═════ Exercise material

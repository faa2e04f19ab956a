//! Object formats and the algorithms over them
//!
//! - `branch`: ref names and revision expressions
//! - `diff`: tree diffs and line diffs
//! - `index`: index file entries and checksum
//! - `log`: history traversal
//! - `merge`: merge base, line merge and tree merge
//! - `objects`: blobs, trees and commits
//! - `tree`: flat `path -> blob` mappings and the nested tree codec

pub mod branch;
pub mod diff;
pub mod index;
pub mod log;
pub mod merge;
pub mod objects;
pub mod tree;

══════════
═════ Exercise material

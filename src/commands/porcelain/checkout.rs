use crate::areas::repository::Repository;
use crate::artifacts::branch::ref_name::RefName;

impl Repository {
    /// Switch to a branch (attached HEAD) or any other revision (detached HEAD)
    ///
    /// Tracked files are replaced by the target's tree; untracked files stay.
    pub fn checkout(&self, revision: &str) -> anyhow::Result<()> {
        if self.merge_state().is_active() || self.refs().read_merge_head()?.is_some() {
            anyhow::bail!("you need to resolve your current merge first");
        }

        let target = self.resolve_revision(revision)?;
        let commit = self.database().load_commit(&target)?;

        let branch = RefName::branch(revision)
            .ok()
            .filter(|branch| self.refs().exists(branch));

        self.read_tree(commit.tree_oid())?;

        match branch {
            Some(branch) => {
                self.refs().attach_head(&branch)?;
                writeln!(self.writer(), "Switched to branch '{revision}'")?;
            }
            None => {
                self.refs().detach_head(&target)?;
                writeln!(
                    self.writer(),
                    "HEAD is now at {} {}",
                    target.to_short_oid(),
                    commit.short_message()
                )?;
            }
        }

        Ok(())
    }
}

══════════
═════ Exercise material

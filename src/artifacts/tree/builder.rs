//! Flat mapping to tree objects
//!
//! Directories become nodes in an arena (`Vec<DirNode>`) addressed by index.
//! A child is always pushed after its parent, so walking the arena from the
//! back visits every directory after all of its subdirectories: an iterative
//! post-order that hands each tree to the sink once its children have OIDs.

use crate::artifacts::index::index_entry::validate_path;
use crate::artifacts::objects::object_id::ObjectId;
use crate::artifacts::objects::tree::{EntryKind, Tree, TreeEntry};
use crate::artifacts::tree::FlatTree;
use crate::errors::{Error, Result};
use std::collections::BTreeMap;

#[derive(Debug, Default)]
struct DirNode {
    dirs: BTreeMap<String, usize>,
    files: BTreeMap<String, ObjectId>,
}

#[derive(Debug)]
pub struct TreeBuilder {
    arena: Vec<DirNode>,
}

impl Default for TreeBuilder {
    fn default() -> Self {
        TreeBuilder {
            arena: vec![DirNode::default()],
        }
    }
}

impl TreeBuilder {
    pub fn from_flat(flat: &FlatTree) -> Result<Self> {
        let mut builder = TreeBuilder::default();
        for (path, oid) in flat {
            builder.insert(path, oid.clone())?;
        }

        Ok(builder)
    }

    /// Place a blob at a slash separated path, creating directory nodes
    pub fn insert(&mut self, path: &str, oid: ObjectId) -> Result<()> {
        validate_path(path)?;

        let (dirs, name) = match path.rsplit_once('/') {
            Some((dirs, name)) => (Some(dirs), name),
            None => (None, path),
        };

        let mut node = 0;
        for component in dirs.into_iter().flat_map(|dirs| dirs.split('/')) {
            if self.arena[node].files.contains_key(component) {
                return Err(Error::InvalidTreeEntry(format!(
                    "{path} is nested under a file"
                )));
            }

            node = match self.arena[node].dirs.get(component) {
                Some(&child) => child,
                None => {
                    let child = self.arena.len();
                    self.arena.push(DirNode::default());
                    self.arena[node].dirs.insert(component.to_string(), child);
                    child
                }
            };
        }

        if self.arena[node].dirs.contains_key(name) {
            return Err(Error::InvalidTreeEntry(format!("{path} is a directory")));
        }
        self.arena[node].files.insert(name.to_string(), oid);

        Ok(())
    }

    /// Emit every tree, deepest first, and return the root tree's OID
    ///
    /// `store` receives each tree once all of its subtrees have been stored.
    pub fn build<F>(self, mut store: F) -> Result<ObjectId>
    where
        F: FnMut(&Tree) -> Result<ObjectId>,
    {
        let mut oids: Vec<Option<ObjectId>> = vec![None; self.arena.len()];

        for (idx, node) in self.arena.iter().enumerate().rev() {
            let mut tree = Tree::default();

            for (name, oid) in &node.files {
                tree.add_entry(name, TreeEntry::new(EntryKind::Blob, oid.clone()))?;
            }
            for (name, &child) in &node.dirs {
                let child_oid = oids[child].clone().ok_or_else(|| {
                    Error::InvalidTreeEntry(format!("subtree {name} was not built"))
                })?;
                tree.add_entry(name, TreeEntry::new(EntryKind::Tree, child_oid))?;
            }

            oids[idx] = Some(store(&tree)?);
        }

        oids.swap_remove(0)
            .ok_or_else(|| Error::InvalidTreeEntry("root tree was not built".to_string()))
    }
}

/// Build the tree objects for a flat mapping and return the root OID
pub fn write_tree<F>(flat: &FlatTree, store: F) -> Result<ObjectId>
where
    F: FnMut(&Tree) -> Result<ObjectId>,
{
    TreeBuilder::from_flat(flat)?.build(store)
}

══════════

### [Task objective]
Scan the data above for the word "revision" and report every line where it is found.

### [Finished exercise]
//! - `branch`: ref names and revision expressions
    /// Switch to a branch (attached HEAD) or any other revision (detached HEAD)
    pub fn checkout(&self, revision: &str) -> anyhow::Result<()> {
        let target = self.resolve_revision(revision)?;
        let branch = RefName::branch(revision)
                writeln!(self.writer(), "Switched to branch '{revision}'")?;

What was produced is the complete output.